Il est en effet possible de mesurer l’étendue de cette discrimination ethno-raciale dans sa dimension perceptuelle, à travers un questionnaire déclaratif : « Avez-vous le sentiment de faire partie d’une minorité susceptible d’être discriminée ? », « Avez-vous le sentiment d’avoir été déjà discriminé au sein de votre entreprise ? » « Sous quelles formes ? » « Avez-vous réagi » ? Ces études de perceptions peuvent déjà en dire long sur le vécu de racisme au sein d’une organisation, en même temps qu’elles permettent d’ouvrir un débat.

Au-delà des perceptions, d’autres possibilités sont ouvertes pour repérer les pratiques discriminatoires au réel à travers des diagnostics statistiques :

  1. Les campagnes de testing : consistent à envoyer deux CV identiques à de réelles offres d’emploi en faisant varier uniquement le critère à étudier, ici en mettant en avant le profil d’un candidat racisé et celui d’un candidat non racisé. Elle permet de mesurer la discrimination à l’embauche.
  2. L’analyse statistique d’un fichier candidats: il s’agit de catégoriser les candidatures en fonction de l’origine supposée des candidats, puis de comparer les profils des candidatures, les emplois postulés et les probabilités d’embauche.
  3. L’analyse statistique de carrières: ce diagnostic va au-delà de la discrimination à l’embauche pour comparer, à travers une catégorisation des salariés en fonction de leur origine supposée, les positions occupées, l’accès à certains postes ainsi que les rémunérations.

Les salariés ont aussi un rôle à jouer

Si l’entreprise est appelée à lutter concrètement contre les discriminations systémiques et routinières, les individus qui la composent ont aussi leur rôle à jouer car ils infusent la culture d’entreprise tout autant que la culture d’entreprise s’impose à eux, dans une logique de circularité.

Le défi de l’entreprise qui consiste à dépasser le stade de la communication engagée pour s’incarner dans son engagement se transpose facilement à l’échelle individuelle. Il est ainsi facile de poster un écran noir sur ses réseaux sociaux pour manifester sa sympathie à l’égard de la lutte antiraciste. Mais que fait-on concrètement pour transformer la culture des groupes dans lesquels on évolue ?

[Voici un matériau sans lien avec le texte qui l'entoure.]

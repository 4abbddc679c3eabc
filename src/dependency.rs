//! Resource load order derived from the reference graph.
//!
//! Every resource gets an order such that it sorts strictly after every
//! resource it references, directly or transitively. Bulk loaders use it to
//! insert referenced documents first.

use std::collections::{BTreeMap, HashMap, HashSet};

use serde::Serialize;
use tracing::debug;

use crate::api_schema::ApiSchemaDocument;
use crate::error::DependencyError;

/// Operations every resource in the dependency listing supports.
pub const DEPENDENCY_OPERATIONS: &[&str] = &["Create", "Update"];

/// Abstract supertypes have no resource schema of their own; references to
/// them are ordered as references to a concrete representative.
const SUPERTYPE_SUBSTITUTIONS: &[(&str, &str)] = &[
    ("EducationOrganization", "School"),
    ("GeneralStudentProgramAssociation", "StudentProgramAssociation"),
];

/// One entry of the dependency listing.
#[derive(Debug, Clone, PartialEq, Eq, Serialize)]
pub struct ResourceDependency {
    /// `/{projectEndpoint}/{camelCaseResourceName}`
    pub resource: String,
    pub order: u32,
    pub operations: Vec<String>,
}

/// Resource name -> referenced resource names, after supertype substitution.
pub type DependencyGraph = BTreeMap<String, Vec<String>>;

fn substitute_supertype(resource_name: &str) -> &str {
    SUPERTYPE_SUBSTITUTIONS
        .iter()
        .find(|(abstract_name, _)| *abstract_name == resource_name)
        .map(|(_, concrete)| *concrete)
        .unwrap_or(resource_name)
}

/// `School` -> `school`, `EducationOrganizationCategoryDescriptor` -> `educationOrganizationCategoryDescriptor`.
fn camel_case(name: &str) -> String {
    let mut chars = name.chars();
    match chars.next() {
        Some(first) => first.to_lowercase().chain(chars).collect(),
        None => String::new(),
    }
}

/// Build the reference graph of every resource in every project.
///
/// Returns the graph and the project endpoint each resource belongs to.
///
/// # Errors
///
/// A project without resource schemas is a configuration error.
pub fn build_dependency_graph(
    document: &ApiSchemaDocument,
) -> Result<(DependencyGraph, HashMap<String, String>), DependencyError> {
    let projects = document.all_project_schemas();
    if projects.is_empty() {
        return Err(DependencyError::NoProjectSchemas);
    }

    let mut graph = DependencyGraph::new();
    let mut endpoints = HashMap::new();

    for project in projects {
        if project.resource_count() == 0 {
            return Err(DependencyError::NoResourceSchemas {
                project: project.project_endpoint_name.clone(),
            });
        }
        for (_, resource) in project.resource_schemas() {
            let mut references: Vec<String> = resource
                .referenced_resource_names()
                .into_iter()
                .map(|name| substitute_supertype(name).to_string())
                .collect();
            references.sort();
            references.dedup();

            endpoints.insert(
                resource.resource_name.clone(),
                project.project_endpoint_name.clone(),
            );
            graph.insert(resource.resource_name.clone(), references);
        }
    }

    Ok((graph, endpoints))
}

/// Assign an order to every resource of `graph`.
///
/// Traversal starts from the resources with the fewest dependencies,
/// alphabetically among equals. A dependency still being visited (a cycle,
/// including a self-reference) or absent from the graph contributes 0.
pub fn order_resources(graph: &DependencyGraph) -> HashMap<String, u32> {
    let mut start: Vec<(&String, &Vec<String>)> = graph.iter().collect();
    start.sort_by(|(a_name, a_deps), (b_name, b_deps)| {
        a_deps.len().cmp(&b_deps.len()).then_with(|| a_name.cmp(b_name))
    });

    let mut visited = HashSet::new();
    let mut orders = HashMap::new();
    for (name, _) in start {
        visit(name, graph, &mut visited, &mut orders);
    }
    orders
}

fn visit(
    name: &str,
    graph: &DependencyGraph,
    visited: &mut HashSet<String>,
    orders: &mut HashMap<String, u32>,
) -> u32 {
    if let Some(order) = orders.get(name) {
        return *order;
    }
    let Some(dependencies) = graph.get(name) else {
        debug!(resource = name, "reference to resource outside the schema");
        return 0;
    };
    if !visited.insert(name.to_string()) {
        // In progress further up the stack.
        return 0;
    }

    let deepest = dependencies
        .iter()
        .map(|dependency| visit(dependency, graph, visited, orders))
        .max()
        .unwrap_or(0);

    let order = deepest + 1;
    orders.insert(name.to_string(), order);
    order
}

/// The dependency listing: every resource with its order, sorted by order
/// then resource path.
pub fn calculate_dependencies(
    document: &ApiSchemaDocument,
) -> Result<Vec<ResourceDependency>, DependencyError> {
    let (graph, endpoints) = build_dependency_graph(document)?;
    let orders = order_resources(&graph);

    let mut dependencies: Vec<ResourceDependency> = orders
        .into_iter()
        .map(|(name, order)| {
            let endpoint = endpoints.get(&name).map(String::as_str).unwrap_or_default();
            ResourceDependency {
                resource: format!("/{}/{}", endpoint, camel_case(&name)),
                order,
                operations: DEPENDENCY_OPERATIONS.iter().map(|s| s.to_string()).collect(),
            }
        })
        .collect();

    dependencies.sort_by(|a, b| a.order.cmp(&b.order).then_with(|| a.resource.cmp(&b.resource)));
    Ok(dependencies)
}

Quelques pistes, non restrictives, sont à envisager :

  • Prendre conscience de ses stéréotypes et de ses biais inconscients. Ce n’est qu’en prenant la mesure des stéréotypes et des biais dont nous sommes empreints que nous pouvons sortir du déni qui nous affecte pour travailler et développer les pare-feux nécessaires à toute traduction comportementale de ces biais, autrement dit, à toute discrimination. Mesurer ses biais inconscients, c’est ce que propose notamment le Test d’Associations Implicite d’Harvard (gratuit). Acceptons nos biais avec humilité, mais sans culpabilité !
  • Lutter contre l’effet témoin en se posant les bonnes questions lorsque l’on est spectateur d’une situation qui nous perturbe : est-ce que la situation serait la même si c’était une personne non racisée ? Quelles que soient les intentions, quels sont les impacts ? Est-ce que ça me convient/me dérange ? Est-ce que je peux faire quelque chose ? Quoi ? Et si je n’agis pas, qui le fera ?
  • Faire un pas vers l’autre, sans interpréter ni présumer comprendre sa situation à sa place. Nous sommes différents, de par nos prétendues couleurs de peau mais aussi et surtout de par nos personnalités, nos histoires de vie, nos névroses… Et toutes les identités qui nous composent. Entendre le point de vue de l’autre, grâce à une écoute active, ne nie pas l’existence de notre point de vue, ni celle de nos identités multiples. Au contraire, cela ne peut que l’enrichir…

 Valentine Poisson

[1] Un individu est dit racisé ou racialisé lorsque qu’il « appartient, de manière réelle ou supposée, à un des groupes ayant subi un processus de racisation. (…) Ainsi, le terme racisé met l’accent sur le fait que la race n’est ni objective ni biologique mais qu’elle est une idée construite qui sert à représenter, catégoriser et exclure « l’Autre » » (d’après Alexandra Pierre pour la LDL).